TASK PROMPT:
Every line containing the string "right" is to be copied from the records.

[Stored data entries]
*** Begin section ***
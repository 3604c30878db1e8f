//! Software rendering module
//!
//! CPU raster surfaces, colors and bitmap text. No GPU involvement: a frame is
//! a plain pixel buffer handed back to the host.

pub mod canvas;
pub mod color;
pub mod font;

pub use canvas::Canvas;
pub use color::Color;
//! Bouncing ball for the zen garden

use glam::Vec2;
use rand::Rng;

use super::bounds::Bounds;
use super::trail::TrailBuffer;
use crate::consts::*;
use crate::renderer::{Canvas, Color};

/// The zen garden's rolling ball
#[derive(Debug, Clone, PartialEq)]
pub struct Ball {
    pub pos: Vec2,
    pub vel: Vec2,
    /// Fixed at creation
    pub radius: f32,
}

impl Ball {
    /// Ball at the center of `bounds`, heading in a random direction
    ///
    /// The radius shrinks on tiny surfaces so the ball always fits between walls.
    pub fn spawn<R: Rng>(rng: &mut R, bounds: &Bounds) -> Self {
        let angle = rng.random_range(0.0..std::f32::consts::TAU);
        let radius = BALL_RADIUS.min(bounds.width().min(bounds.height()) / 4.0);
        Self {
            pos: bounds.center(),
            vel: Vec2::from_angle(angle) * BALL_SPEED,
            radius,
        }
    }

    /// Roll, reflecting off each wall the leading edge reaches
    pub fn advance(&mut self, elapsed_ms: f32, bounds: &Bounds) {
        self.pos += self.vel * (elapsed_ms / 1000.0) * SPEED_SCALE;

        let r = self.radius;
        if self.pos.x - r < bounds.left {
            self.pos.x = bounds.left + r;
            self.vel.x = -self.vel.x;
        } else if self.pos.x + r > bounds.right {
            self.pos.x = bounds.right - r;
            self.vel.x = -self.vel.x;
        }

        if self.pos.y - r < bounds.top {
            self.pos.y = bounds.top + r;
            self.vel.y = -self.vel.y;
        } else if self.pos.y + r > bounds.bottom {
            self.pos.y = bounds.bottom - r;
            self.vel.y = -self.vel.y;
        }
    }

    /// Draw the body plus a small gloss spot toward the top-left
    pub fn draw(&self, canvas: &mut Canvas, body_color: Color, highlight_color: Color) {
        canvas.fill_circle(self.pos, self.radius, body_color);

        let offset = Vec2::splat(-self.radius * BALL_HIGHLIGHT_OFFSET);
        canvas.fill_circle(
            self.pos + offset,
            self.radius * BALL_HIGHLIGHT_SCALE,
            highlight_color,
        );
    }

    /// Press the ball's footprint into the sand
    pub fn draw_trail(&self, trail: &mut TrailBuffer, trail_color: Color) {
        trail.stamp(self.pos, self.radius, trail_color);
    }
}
*** End section ***
EXERCISE OUTPUT:
        } else if self.pos.x + r > bounds.right {
            self.pos.x = bounds.right - r;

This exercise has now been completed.